Summer Exercise tips

What better motivation you could ask for than having a beautiful sunny day, chirping birds, and summer breeze calling you to spend some time outside. However, do not forget that easing up too much can be problematic since exercising in the summer heat can easily turn fatal. In this segment, we will be talking about how you can enjoy a safe summer workout and when to relax under ducted air conditioning Sydney. Let’s get started:

  1. Take it easy

You should know while exercising when to ease things up, especially if you are a beginner. It is okay if you cannot pick up the same rhythm as you once used to clock. Have things in moderation, if you used to run, start with walk or jog, if you used to walk, take it at a slow pace. Give your body ample time to adapt to the heat and over time you can increase the intensity accordingly.

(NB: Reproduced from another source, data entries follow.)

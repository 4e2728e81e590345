//! Records that INSERT can take values from.
//!
//! `#[derive(Table)]` implements [`Model`] for the annotated struct. JSON
//! objects and string-keyed maps work out of the box.

use std::collections::{BTreeMap, HashMap};

use serde_json::Value;

use crate::error::{BuildError, Result};
use crate::value::SqlValue;

/// A record whose fields map to column names.
pub trait Model {
    /// The value stored for `column`, or `None` if the record has no such
    /// field.
    ///
    /// # Errors
    ///
    /// Returns [`BuildError::ShapeMismatch`] when the value is not a record at
    /// all.
    fn field_value(&self, column: &str) -> Result<Option<SqlValue>>;
}

impl<M: Model + ?Sized> Model for &M {
    fn field_value(&self, column: &str) -> Result<Option<SqlValue>> {
        (**self).field_value(column)
    }
}

impl Model for BTreeMap<String, SqlValue> {
    fn field_value(&self, column: &str) -> Result<Option<SqlValue>> {
        Ok(self.get(column).cloned())
    }
}

impl Model for HashMap<String, SqlValue> {
    fn field_value(&self, column: &str) -> Result<Option<SqlValue>> {
        Ok(self.get(column).cloned())
    }
}

impl Model for Value {
    fn field_value(&self, column: &str) -> Result<Option<SqlValue>> {
        let Value::Object(fields) = self else {
            return Err(BuildError::shape(format!(
                "expected a JSON object as model, got {}",
                json_type(self)
            )));
        };
        Ok(fields.get(column).map(json_to_sql))
    }
}

const fn json_type(value: &Value) -> &'static str {
    match value {
        Value::Null => "null",
        Value::Bool(_) => "a boolean",
        Value::Number(_) => "a number",
        Value::String(_) => "a string",
        Value::Array(_) => "an array",
        Value::Object(_) => "an object",
    }
}

/// Nested arrays and objects are stored as JSON text.
fn json_to_sql(value: &Value) -> SqlValue {
    match value {
        Value::Null => SqlValue::Null,
        Value::Bool(b) => SqlValue::Bool(*b),
        Value::Number(n) => n
            .as_i64()
            .map(SqlValue::Int)
            .or_else(|| n.as_f64().map(SqlValue::Float))
            .unwrap_or(SqlValue::Null),
        Value::String(s) => SqlValue::Text(s.clone()),
        Value::Array(_) | Value::Object(_) => SqlValue::Text(value.to_string()),
    }
}

#[cfg(test)]
mod tests {
    use super::*;
    use crate::FaultKind;
    use serde_json::json;

    #[test]
    fn test_json_object_fields() {
        let record = json!({"id": 7, "score": 1.5, "name": "ann", "tags": ["a"], "gone": null});
        assert_eq!(record.field_value("id").unwrap(), Some(SqlValue::Int(7)));
        assert_eq!(record.field_value("score").unwrap(), Some(SqlValue::Float(1.5)));
        assert_eq!(
            record.field_value("tags").unwrap(),
            Some(SqlValue::Text(String::from("[\"a\"]")))
        );
        assert_eq!(record.field_value("gone").unwrap(), Some(SqlValue::Null));
        assert_eq!(record.field_value("missing").unwrap(), None);
    }

    #[test]
    fn test_non_object_is_shape_mismatch() {
        let err = json!([1, 2]).field_value("id").unwrap_err();
        assert_eq!(err.kind(), FaultKind::ShapeMismatch);
    }

    #[test]
    fn test_map_model() {
        let mut record = BTreeMap::new();
        record.insert(String::from("id"), SqlValue::Int(1));
        assert_eq!(record.field_value("id").unwrap(), Some(SqlValue::Int(1)));
        assert_eq!(record.field_value("name").unwrap(), None);
    }
}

  1. Avoid the hottest hours of the day

Start waking early to take full advantage of the early morning hours or you can choose the post-sunset period as well. While at the peak hours of the day (10 AM-4 PM) try to stay in cooler areas. You can indulge in a pool session as well and carry a spray bottle to keep yourself cool.

  1. Choose lightweight clothing

Having dark-colored fabric will capture more heat in your body and you would end up feeling uneasy. Choose lightweight and light colors so that more air passage will be there and your skin will be blessed.

  1. Keep sunscreen handy

Having a good sunscreen comes in handy all the time where you can re-apply a layer once every 2 hours regardless of its sweat and waterproof features. The reason for putting so much care on the skin is because the harmful rays of the sun are the key factor for skin aging and an increased risk of skin cancer. You can also use wide-brimmed hats to reduce your sun exposure.

  1. Drink up

Exercising in summer weather is a challenging thing when the body temperature keeps rising. At such time the natural cooling system of the body might fail and result in heat exhaustion and awful fatigue that can even lead to heatstroke. 

This is where drinking plenty of water comes in handy along with consuming fruits and vegetables that are rich in water content before you start the workout. Intra workout you can sip water between sets or every 5-10 minutes. And few more sips after the workout is completed.

  1. Know your hydration levels

A good way to ensure that your hydration is on top is by having a look at the color of your urine. If it is pale yellow, you are doing good however having a dark yellow color means you need to drink more water.

  1. Don’t drink too much

Drinking water is good but having the same too much will put you in the overhydration state where your body will run low in blood sodium called hyponatremia. The basic guideline you can follow to maintain the right balance is by drinking during and after exercise or any other workout. Apart from that, you can drink water once you feel thirsty.

  1. Say no to sports drinks

Sports drinks are simply a wastage of money since they are loaded with calories and they are simply not worth the caloric weight. Having a balanced diet along with drinking an ample amount of water will be sufficient where you won’t need any additional supplementation. Having fruits and vegetables before or during the exercise will ensure that you are having enough electrolytes in the body and not consuming extra calories as well.

  1. Don’t push yourself during summer exercise

It is understandable that you get demotivated not completing the number of laps you wanted but to be honest, pushing you beyond limits when the weather is not in your favor might even kill you! You have to respect the heat in the summers and listen to the signs of your body. 

If you are feeling exhausted, dizzy, and fainted, immediately find air conditioning Sydney comfort. Remember that even small progress is progress when the weather conditions aren’t in your favor. Your body will thank you for your efforts and soon you will see positive health effects. It’s the consistency that matters, not the length you are putting in any exercise.

  1. Stop if you see adverse signs from the heat

Take some time out and rest in shade, drink plenty of water, and have some nutritious snacks to provide you instant energy. Having juicy fruits or vegetables is a quick source of electrolytes. 

Avoid munching on dry snacks such as energy bars, crackers, or popcorns that will demand more water in your body. They are also a great source of dense calories that means they can easily put you off track if you are looking to lose weight.